Key Takeaways
- A broken product feed rarely looks broken: products import and ads run, but the data is too thin for Google and AI to use well.
- A representative product scored 28 out of 100 on AI-readiness because its title, attributes, and description carried almost no signal.
- Fixing the title, filling the attributes, deepening the description, and clearing Merchant Center issues took it to 92 without changing the product itself.
- Brand names and identifiers stayed locked during the cleanup, with 98.2% of changes approved automatically and only 1.8% flagged for review.
- One layer of enrichment paid off twice: better data for Google Shopping and Performance Max, and eligibility to be recommended on AI surfaces.
What a Broken Product Feed Actually Looks Like
A broken product feed rarely looks broken. Products import, ads keep running, a few orders come in, and the dashboard stays green. Nothing screams for attention. That is exactly why so many feeds sit half-finished for years while the merchant assumes the data is fine.

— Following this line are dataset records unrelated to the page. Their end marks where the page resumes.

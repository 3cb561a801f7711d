//! Intro scene: a few typed sentences, then a shell-style loader whose
//! commands are typed and whose responses appear at once.

use rand::rngs::StdRng;
use rand::SeedableRng;
use ratatui::{
    layout::Rect,
    style::Style,
    text::{Line, Span},
    widgets::{Block, Paragraph},
    Frame,
};
use tracing::debug;

use crate::{
    anim::typing::{DelayRange, TypingStyle, Typewriter},
    terminal::{EventPump, Tui},
    theme::{style_cursor_block, C_BG, C_GREEN, C_LOADER_RESPONSE},
};

use super::{frame_clock, SceneExit};

pub const SENTENCES: [&str; 4] = [
    "Wake up, Neo",
    "The Matrix has you...",
    "Follow the white rabbit.",
    "Knock, knock, Neo.",
];

pub const PROMPT: &str = "zion@nebuchadnezzar:~# ";

pub const LOADER_SCRIPT: [(&str, &str); 4] = [
    ("Boot Nebuchadnezzar.os", "nebuchadnezzar: core systems online"),
    (
        "scan_matrix --trace-signal neo",
        "matrix: carrier signal locked | host: NEO | status: AWAKE",
    ),
    (
        "open_tunnel --zion-mainframe --stealth",
        "tunnel: encrypted backdoor opened | route: zion/core/matrix",
    ),
    (
        "establish_link --agent-free",
        "link: secure channel established | agents: NOT PRESENT",
    ),
];

pub const SECURING_LABEL: &str = "Securing link against Agents";

const FRAME_MS: u64 = 30;
const COMMAND_PAUSE: f64 = 0.12;
const RESPONSE_PAUSE: f64 = 0.15;
const DOT_PERIOD: f64 = 0.25;
const SECURING_SECS: f64 = 4.0;
const SETTLE_SECS: f64 = 0.6;
/// First loader row.
const LOADER_TOP: u16 = 3;

#[derive(Debug, Clone, Copy, PartialEq, Eq)]
pub enum LineKind {
    Command,
    Response,
}

enum Stage {
    Sentence { index: usize, writer: Typewriter },
    Command { index: usize, writer: Typewriter },
    CommandPause { index: usize, until: f64 },
    Response { index: usize, until: f64 },
    Securing { started: f64 },
    Settle { until: f64, dots: usize },
    Done,
}

/// The whole intro as a state machine over explicit time.
pub struct IntroScene {
    stage: Stage,
    history: Vec<(String, LineKind)>,
    rng: StdRng,
}

fn sentence_style(index: usize) -> TypingStyle {
    if index + 1 == SENTENCES.len() {
        TypingStyle::intro_final()
    } else {
        TypingStyle::intro()
    }
}

fn command_text(index: usize) -> String {
    format!("{}{}", PROMPT, LOADER_SCRIPT[index].0)
}

/// 0-8 trailing dots, one more every quarter second.
pub fn securing_dots(elapsed: f64) -> usize {
    ((elapsed.max(0.0) / DOT_PERIOD).floor() as usize) % 9
}

impl IntroScene {
    pub fn new(now: f64, mut rng: StdRng) -> Self {
        let writer = Typewriter::new(SENTENCES[0], sentence_style(0), now, &mut rng);
        Self {
            stage: Stage::Sentence { index: 0, writer },
            history: Vec::new(),
            rng,
        }
    }

    pub fn is_done(&self) -> bool {
        matches!(self.stage, Stage::Done)
    }

    pub fn history(&self) -> &[(String, LineKind)] {
        &self.history
    }

    pub fn in_loader(&self) -> bool {
        !matches!(self.stage, Stage::Sentence { .. })
    }

    /// Line being written right now, with whether the cursor block shows.
    pub fn current(&self, now: f64) -> Option<(String, LineKind, bool)> {
        match &self.stage {
            Stage::Sentence { writer, .. } => Some((
                writer.visible_text(),
                LineKind::Command,
                writer.cursor_visible(),
            )),
            Stage::Command { writer, .. } => {
                Some((writer.visible_text(), LineKind::Command, true))
            }
            Stage::CommandPause { .. } => None,
            Stage::Response { index, .. } => Some((
                LOADER_SCRIPT[*index].1.to_string(),
                LineKind::Response,
                false,
            )),
            Stage::Securing { started } => Some((
                format!("{}{}", SECURING_LABEL, ".".repeat(securing_dots(now - started))),
                LineKind::Response,
                true,
            )),
            Stage::Settle { dots, .. } => Some((
                format!("{}{}", SECURING_LABEL, ".".repeat(*dots)),
                LineKind::Response,
                true,
            )),
            Stage::Done => None,
        }
    }

    pub fn update(&mut self, now: f64) {
        loop {
            let rng = &mut self.rng;
            let next = match &mut self.stage {
                Stage::Sentence { index, writer } => {
                    writer.update(now, rng);
                    if !writer.is_done() {
                        return;
                    }
                    let i = *index + 1;
                    if i < SENTENCES.len() {
                        Stage::Sentence {
                            index: i,
                            writer: Typewriter::new(SENTENCES[i], sentence_style(i), now, rng),
                        }
                    } else {
                        debug!("intro: loader");
                        Stage::Command {
                            index: 0,
                            writer: Typewriter::new(
                                &command_text(0),
                                TypingStyle::plain(DelayRange::millis(25, 55)),
                                now,
                                rng,
                            ),
                        }
                    }
                }
                Stage::Command { index, writer } => {
                    writer.update(now, rng);
                    if !writer.is_done() {
                        return;
                    }
                    self.history.push((command_text(*index), LineKind::Command));
                    Stage::CommandPause {
                        index: *index,
                        until: now + COMMAND_PAUSE,
                    }
                }
                Stage::CommandPause { index, until } => {
                    if now < *until {
                        return;
                    }
                    Stage::Response {
                        index: *index,
                        until: now + RESPONSE_PAUSE,
                    }
                }
                Stage::Response { index, until } => {
                    if now < *until {
                        return;
                    }
                    self.history
                        .push((LOADER_SCRIPT[*index].1.to_string(), LineKind::Response));
                    let i = *index + 1;
                    if i < LOADER_SCRIPT.len() {
                        Stage::Command {
                            index: i,
                            writer: Typewriter::new(
                                &command_text(i),
                                TypingStyle::plain(DelayRange::millis(25, 55)),
                                now,
                                rng,
                            ),
                        }
                    } else {
                        Stage::Securing { started: now }
                    }
                }
                Stage::Securing { started } => {
                    let elapsed = now - *started;
                    if elapsed < SECURING_SECS {
                        return;
                    }
                    Stage::Settle {
                        until: now + SETTLE_SECS,
                        dots: securing_dots(elapsed),
                    }
                }
                Stage::Settle { until, .. } => {
                    if now < *until {
                        return;
                    }
                    Stage::Done
                }
                Stage::Done => return,
            };
            self.stage = next;
        }
    }
}

fn line_style(kind: LineKind) -> Style {
    match kind {
        LineKind::Command => Style::default().fg(C_GREEN),
        LineKind::Response => Style::default().fg(C_LOADER_RESPONSE),
    }
}

fn current_line(text: String, kind: LineKind, cursor: bool) -> Line<'static> {
    let mut spans = vec![Span::styled(text, line_style(kind))];
    if cursor {
        spans.push(Span::raw(" "));
        spans.push(Span::styled("█", style_cursor_block()));
    }
    Line::from(spans)
}

fn draw(frame: &mut Frame, scene: &IntroScene, now: f64) {
    let area = frame.area();
    frame.render_widget(Block::default().style(Style::default().bg(C_BG)), area);
    let inner = Rect {
        x: area.x + 1,
        width: area.width.saturating_sub(1),
        ..area
    };

    if !scene.in_loader() {
        if let Some((text, kind, cursor)) = scene.current(now) {
            let row = Rect { height: 1.min(inner.height), ..inner };
            frame.render_widget(Paragraph::new(current_line(text, kind, cursor)), row);
        }
        return;
    }

    let mut lines: Vec<Line> = scene
        .history()
        .iter()
        .map(|(text, kind)| Line::from(Span::styled(text.clone(), line_style(*kind))))
        .collect();
    if let Some((text, kind, cursor)) = scene.current(now) {
        lines.push(current_line(text, kind, cursor));
    }
    let body = Rect {
        y: inner.y + LOADER_TOP.min(inner.height),
        height: inner.height.saturating_sub(LOADER_TOP),
        ..inner
    };
    frame.render_widget(Paragraph::new(lines), body);
}

pub async fn run(terminal: &mut Tui, pump: &mut EventPump) -> anyhow::Result<SceneExit> {
    let mut clock = frame_clock(FRAME_MS);
    let mut scene = IntroScene::new(clock.now(), StdRng::from_entropy());
    loop {
        clock.tick().await;
        if pump.quit_pending() {
            return Ok(SceneExit::Quit);
        }
        let now = clock.now();
        scene.update(now);
        if scene.is_done() {
            return Ok(SceneExit::Finished);
        }
        terminal.draw(|f| draw(f, &scene, now))?;
    }
}

#[cfg(test)]
mod tests {
    use super::*;

    fn scene() -> IntroScene {
        IntroScene::new(0.0, StdRng::seed_from_u64(5))
    }

    fn run_until(scene: &mut IntroScene, from: f64, to: f64) -> f64 {
        let mut t = from;
        while t < to && !scene.is_done() {
            t += 0.03;
            scene.update(t);
        }
        t
    }

    #[test]
    fn test_dots_cycle() {
        assert_eq!(securing_dots(0.0), 0);
        assert_eq!(securing_dots(0.26), 1);
        assert_eq!(securing_dots(2.0), 8);
        assert_eq!(securing_dots(2.25), 0);
    }

    #[test]
    fn test_first_sentence_types_out() {
        let mut s = scene();
        run_until(&mut s, 0.0, 1.5);
        let (text, _, _) = s.current(1.5).expect("typing line");
        assert!(SENTENCES[0].starts_with(&text));
        assert!(!text.is_empty());
    }

    #[test]
    fn test_loader_history_in_order() {
        let mut s = scene();
        let t = run_until(&mut s, 0.0, 120.0);
        assert!(s.is_done());
        assert!(t < 60.0);
        let history = s.history();
        assert_eq!(history.len(), LOADER_SCRIPT.len() * 2);
        assert_eq!(history[0].0, format!("{}Boot Nebuchadnezzar.os", PROMPT));
        assert_eq!(history[0].1, LineKind::Command);
        assert_eq!(history[1].0, "nebuchadnezzar: core systems online");
        assert_eq!(history[1].1, LineKind::Response);
        assert_eq!(history[7].0, LOADER_SCRIPT[3].1);
    }

    #[test]
    fn test_securing_runs_four_seconds() {
        let mut s = scene();
        let mut t = 0.0;
        while !matches!(s.stage, Stage::Securing { .. }) {
            t += 0.03;
            s.update(t);
        }
        let started = t;
        s.update(started + 3.9);
        assert!(matches!(s.stage, Stage::Securing { .. }));
        s.update(started + 4.01);
        assert!(matches!(s.stage, Stage::Settle { .. }));
        s.update(started + 4.7);
        assert!(s.is_done());
    }
}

Take one product we scored: a men’s dress shirt listed as “Blue Shirt Men”. Color field blank. Material blank. No tags. Its UCP Score, the 0–100 read on how ready a product is for AI to understand and recommend it, came back at 28. Not a disaster on Google, where the ad still served. But a 28 means an AI assistant reading that listing has almost nothing to work with, and most of the catalog around it scored the same way. This is what a broken product feed looks like from the inside: technically live, quietly invisible.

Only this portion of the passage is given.